→ RECORDS SUPPLIED:

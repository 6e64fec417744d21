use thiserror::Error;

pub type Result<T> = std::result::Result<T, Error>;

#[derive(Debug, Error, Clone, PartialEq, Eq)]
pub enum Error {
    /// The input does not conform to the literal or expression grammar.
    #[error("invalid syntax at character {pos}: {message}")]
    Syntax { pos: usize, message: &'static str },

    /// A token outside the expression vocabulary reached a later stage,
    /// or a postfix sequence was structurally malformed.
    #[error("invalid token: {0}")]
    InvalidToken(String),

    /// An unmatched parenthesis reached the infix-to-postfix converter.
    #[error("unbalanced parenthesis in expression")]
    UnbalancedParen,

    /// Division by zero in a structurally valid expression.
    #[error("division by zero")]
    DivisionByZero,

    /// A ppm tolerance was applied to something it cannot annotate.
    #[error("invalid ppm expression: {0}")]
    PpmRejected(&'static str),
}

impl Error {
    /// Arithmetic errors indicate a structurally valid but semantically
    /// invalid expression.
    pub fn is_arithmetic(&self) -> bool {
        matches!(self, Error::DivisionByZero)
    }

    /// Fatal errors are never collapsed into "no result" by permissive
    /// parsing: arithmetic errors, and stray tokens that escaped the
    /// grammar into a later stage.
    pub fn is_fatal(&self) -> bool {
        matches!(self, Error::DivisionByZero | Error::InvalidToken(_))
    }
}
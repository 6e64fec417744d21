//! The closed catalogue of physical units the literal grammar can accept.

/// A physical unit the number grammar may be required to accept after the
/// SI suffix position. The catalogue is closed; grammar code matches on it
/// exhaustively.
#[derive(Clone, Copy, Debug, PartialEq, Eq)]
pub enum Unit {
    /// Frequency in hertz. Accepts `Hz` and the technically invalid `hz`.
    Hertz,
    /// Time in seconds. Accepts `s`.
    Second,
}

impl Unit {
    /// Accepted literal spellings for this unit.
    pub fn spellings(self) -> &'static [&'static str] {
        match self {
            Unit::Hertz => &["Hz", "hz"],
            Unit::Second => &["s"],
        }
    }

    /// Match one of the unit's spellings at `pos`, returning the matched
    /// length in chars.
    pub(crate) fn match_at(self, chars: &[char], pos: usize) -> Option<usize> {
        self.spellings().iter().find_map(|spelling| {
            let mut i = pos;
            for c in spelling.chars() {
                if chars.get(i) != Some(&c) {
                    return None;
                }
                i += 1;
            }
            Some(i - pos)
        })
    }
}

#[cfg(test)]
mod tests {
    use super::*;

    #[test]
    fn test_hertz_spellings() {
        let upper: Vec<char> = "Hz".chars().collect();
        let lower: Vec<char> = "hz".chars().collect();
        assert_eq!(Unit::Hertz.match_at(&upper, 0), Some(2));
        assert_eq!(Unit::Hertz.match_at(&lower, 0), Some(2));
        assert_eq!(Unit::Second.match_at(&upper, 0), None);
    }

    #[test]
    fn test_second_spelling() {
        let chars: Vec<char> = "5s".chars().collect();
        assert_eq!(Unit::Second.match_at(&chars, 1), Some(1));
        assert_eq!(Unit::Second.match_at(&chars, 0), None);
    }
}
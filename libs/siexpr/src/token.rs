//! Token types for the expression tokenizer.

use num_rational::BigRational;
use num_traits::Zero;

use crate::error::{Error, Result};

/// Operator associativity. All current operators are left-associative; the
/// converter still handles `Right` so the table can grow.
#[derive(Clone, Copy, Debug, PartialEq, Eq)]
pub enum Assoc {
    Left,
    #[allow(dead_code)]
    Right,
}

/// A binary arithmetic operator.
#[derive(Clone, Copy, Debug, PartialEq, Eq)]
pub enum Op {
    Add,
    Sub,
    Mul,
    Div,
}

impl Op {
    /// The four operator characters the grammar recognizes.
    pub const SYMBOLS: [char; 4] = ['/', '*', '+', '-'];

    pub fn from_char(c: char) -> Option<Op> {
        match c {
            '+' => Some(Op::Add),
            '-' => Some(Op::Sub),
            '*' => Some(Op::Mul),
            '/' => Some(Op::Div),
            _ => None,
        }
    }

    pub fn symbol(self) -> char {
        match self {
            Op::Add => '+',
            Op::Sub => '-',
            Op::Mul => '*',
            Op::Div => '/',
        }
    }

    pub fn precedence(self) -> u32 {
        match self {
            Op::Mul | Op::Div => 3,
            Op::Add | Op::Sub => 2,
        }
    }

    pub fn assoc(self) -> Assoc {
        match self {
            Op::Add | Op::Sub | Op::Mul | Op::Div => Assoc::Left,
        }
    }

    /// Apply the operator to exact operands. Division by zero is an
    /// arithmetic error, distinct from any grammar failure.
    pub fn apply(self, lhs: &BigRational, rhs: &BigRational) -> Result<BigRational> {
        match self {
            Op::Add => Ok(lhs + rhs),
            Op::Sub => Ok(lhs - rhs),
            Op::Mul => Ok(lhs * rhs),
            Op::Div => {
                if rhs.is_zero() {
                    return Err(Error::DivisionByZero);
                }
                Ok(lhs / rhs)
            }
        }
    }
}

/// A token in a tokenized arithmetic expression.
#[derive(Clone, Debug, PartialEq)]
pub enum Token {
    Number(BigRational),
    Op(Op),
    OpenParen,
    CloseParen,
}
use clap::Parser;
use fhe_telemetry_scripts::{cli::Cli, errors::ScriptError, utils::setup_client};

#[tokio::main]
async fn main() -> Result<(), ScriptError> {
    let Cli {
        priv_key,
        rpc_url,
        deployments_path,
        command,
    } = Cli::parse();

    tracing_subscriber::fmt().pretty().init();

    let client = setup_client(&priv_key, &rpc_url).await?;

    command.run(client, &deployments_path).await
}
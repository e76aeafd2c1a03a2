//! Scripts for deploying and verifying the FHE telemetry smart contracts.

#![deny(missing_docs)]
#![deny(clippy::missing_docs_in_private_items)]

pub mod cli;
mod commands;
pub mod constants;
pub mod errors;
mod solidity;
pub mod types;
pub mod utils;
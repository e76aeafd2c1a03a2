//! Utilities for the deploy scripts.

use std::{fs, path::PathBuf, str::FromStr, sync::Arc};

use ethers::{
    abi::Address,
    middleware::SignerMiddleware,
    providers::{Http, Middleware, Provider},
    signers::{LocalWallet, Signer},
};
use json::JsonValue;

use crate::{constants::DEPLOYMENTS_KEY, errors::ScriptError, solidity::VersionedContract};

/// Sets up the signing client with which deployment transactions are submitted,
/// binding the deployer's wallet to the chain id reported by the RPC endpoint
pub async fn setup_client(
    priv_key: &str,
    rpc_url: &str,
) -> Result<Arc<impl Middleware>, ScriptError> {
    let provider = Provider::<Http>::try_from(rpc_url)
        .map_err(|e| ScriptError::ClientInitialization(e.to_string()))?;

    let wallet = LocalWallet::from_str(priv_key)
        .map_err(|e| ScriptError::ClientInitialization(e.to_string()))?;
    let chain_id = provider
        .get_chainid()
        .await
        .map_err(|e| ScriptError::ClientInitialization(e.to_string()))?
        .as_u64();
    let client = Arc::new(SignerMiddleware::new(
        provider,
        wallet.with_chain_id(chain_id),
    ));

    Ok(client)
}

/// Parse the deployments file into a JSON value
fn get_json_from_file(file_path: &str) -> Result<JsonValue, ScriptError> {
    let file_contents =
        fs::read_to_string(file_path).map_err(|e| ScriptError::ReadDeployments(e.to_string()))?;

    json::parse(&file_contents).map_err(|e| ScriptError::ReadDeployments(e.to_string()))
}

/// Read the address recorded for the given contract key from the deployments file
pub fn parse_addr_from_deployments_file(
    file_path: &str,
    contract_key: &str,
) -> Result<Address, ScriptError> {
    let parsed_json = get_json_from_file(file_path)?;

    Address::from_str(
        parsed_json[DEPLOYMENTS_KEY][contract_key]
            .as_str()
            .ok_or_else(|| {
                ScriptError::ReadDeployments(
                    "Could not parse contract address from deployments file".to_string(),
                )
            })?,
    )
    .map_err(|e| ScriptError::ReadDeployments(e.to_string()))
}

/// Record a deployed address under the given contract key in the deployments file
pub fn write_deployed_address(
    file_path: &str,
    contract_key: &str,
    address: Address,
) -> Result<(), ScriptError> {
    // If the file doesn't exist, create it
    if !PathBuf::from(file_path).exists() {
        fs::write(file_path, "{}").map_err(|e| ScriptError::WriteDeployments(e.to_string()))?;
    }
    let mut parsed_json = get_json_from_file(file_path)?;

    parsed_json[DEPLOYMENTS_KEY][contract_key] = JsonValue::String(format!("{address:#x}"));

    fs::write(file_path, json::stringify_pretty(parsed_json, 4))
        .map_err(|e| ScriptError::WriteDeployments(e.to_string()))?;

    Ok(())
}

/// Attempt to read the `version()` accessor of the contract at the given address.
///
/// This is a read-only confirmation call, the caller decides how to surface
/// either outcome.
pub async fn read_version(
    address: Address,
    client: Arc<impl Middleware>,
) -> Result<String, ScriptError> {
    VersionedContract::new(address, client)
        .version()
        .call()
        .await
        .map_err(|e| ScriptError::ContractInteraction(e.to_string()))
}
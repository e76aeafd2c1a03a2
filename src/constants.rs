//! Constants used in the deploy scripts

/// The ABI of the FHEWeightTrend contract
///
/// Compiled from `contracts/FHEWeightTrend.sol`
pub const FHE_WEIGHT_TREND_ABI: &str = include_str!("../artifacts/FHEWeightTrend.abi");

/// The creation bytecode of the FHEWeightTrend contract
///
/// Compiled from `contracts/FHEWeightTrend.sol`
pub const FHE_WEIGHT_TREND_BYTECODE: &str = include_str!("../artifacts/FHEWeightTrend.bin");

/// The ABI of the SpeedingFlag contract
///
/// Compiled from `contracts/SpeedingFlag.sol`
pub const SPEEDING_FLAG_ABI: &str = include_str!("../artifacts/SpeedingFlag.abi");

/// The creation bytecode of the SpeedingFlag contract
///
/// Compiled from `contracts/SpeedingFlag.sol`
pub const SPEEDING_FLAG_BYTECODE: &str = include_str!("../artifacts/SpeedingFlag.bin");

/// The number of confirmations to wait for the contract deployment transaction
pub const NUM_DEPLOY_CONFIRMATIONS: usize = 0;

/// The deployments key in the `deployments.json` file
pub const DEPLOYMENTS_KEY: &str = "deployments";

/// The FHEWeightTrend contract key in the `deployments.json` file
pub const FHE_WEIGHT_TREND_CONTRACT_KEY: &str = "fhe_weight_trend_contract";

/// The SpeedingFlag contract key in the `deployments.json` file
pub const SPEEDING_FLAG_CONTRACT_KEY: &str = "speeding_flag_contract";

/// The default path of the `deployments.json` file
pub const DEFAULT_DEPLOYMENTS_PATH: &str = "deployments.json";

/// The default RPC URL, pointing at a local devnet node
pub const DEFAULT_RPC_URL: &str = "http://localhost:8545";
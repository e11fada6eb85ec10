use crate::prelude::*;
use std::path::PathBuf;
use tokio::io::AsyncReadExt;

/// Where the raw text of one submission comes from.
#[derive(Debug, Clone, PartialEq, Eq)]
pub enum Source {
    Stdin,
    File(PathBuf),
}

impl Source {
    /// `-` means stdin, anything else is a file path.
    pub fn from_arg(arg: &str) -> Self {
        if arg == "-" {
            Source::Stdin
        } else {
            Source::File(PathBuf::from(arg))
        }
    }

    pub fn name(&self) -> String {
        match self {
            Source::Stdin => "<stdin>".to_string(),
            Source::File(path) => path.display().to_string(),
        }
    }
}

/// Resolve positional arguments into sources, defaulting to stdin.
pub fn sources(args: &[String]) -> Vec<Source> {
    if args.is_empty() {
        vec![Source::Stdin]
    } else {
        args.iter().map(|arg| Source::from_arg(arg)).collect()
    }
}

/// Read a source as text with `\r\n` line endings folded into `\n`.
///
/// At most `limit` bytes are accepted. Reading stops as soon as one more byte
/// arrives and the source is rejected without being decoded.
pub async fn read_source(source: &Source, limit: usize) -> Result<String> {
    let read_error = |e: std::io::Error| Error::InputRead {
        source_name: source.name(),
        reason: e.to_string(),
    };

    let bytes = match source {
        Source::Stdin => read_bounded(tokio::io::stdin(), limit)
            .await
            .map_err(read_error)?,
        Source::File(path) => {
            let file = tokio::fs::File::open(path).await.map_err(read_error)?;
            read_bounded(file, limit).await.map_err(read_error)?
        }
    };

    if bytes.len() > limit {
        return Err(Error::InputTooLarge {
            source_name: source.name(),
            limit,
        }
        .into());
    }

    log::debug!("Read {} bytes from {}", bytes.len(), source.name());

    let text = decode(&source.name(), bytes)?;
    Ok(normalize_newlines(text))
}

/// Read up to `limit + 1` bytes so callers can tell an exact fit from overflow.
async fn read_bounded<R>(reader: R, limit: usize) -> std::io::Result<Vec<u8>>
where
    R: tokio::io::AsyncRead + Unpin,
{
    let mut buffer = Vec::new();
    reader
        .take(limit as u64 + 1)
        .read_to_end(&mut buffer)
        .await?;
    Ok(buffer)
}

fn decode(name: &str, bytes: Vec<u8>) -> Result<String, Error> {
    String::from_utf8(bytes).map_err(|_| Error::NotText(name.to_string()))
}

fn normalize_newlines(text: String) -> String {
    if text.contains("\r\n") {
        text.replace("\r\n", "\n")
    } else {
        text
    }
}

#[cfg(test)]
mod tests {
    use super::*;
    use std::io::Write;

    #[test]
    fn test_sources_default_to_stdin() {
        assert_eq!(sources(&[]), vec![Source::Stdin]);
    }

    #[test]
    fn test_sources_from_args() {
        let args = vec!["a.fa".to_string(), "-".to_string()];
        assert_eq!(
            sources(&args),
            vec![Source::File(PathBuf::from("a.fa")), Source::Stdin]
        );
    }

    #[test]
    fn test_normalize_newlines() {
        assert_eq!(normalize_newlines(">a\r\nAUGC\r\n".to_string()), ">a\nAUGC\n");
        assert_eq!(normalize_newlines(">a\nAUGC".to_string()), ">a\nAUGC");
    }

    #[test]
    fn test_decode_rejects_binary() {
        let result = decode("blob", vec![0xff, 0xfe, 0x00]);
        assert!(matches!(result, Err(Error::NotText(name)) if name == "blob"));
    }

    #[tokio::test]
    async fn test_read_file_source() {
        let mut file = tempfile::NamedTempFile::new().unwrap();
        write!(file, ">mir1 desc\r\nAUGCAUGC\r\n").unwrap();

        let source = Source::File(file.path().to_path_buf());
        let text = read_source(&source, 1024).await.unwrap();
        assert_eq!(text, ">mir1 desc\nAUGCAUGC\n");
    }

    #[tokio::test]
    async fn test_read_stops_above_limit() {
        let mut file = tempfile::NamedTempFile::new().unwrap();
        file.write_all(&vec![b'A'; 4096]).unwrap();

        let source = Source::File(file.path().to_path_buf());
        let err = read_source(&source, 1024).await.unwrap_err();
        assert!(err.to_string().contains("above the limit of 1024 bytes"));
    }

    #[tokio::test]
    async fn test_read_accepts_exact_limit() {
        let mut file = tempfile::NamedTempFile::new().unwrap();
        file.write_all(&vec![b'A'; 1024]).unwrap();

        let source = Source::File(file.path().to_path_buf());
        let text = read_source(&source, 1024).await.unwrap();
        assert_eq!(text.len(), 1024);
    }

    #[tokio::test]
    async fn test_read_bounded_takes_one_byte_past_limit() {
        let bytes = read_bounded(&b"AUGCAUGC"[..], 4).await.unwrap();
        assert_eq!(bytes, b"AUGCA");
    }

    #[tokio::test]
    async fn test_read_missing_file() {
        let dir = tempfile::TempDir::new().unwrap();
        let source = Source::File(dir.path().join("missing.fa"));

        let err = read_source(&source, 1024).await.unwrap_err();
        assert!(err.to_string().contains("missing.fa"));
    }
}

→ PROBLEM STATEMENT: Your output should be the listing's lines, exact and complete, from its first line to the line that contains "valid but semantically", inclusive.

→ ANSWER SPACE:
repository 6e64fec417744d21
use thiserror::Error;

pub type Result<T> = std::result::Result<T, Error>;

#[derive(Debug, Error, Clone, PartialEq, Eq)]
pub enum Error {
    /// The input does not conform to the literal or expression grammar.
    #[error("invalid syntax at character {pos}: {message}")]
    Syntax { pos: usize, message: &'static str },

    /// A token outside the expression vocabulary reached a later stage,
    /// or a postfix sequence was structurally malformed.
    #[error("invalid token: {0}")]
    InvalidToken(String),

    /// An unmatched parenthesis reached the infix-to-postfix converter.
    #[error("unbalanced parenthesis in expression")]
    UnbalancedParen,

    /// Division by zero in a structurally valid expression.
    #[error("division by zero")]
    DivisionByZero,

    /// A ppm tolerance was applied to something it cannot annotate.
    #[error("invalid ppm expression: {0}")]
    PpmRejected(&'static str),
}

impl Error {
    /// Arithmetic errors indicate a structurally valid but semantically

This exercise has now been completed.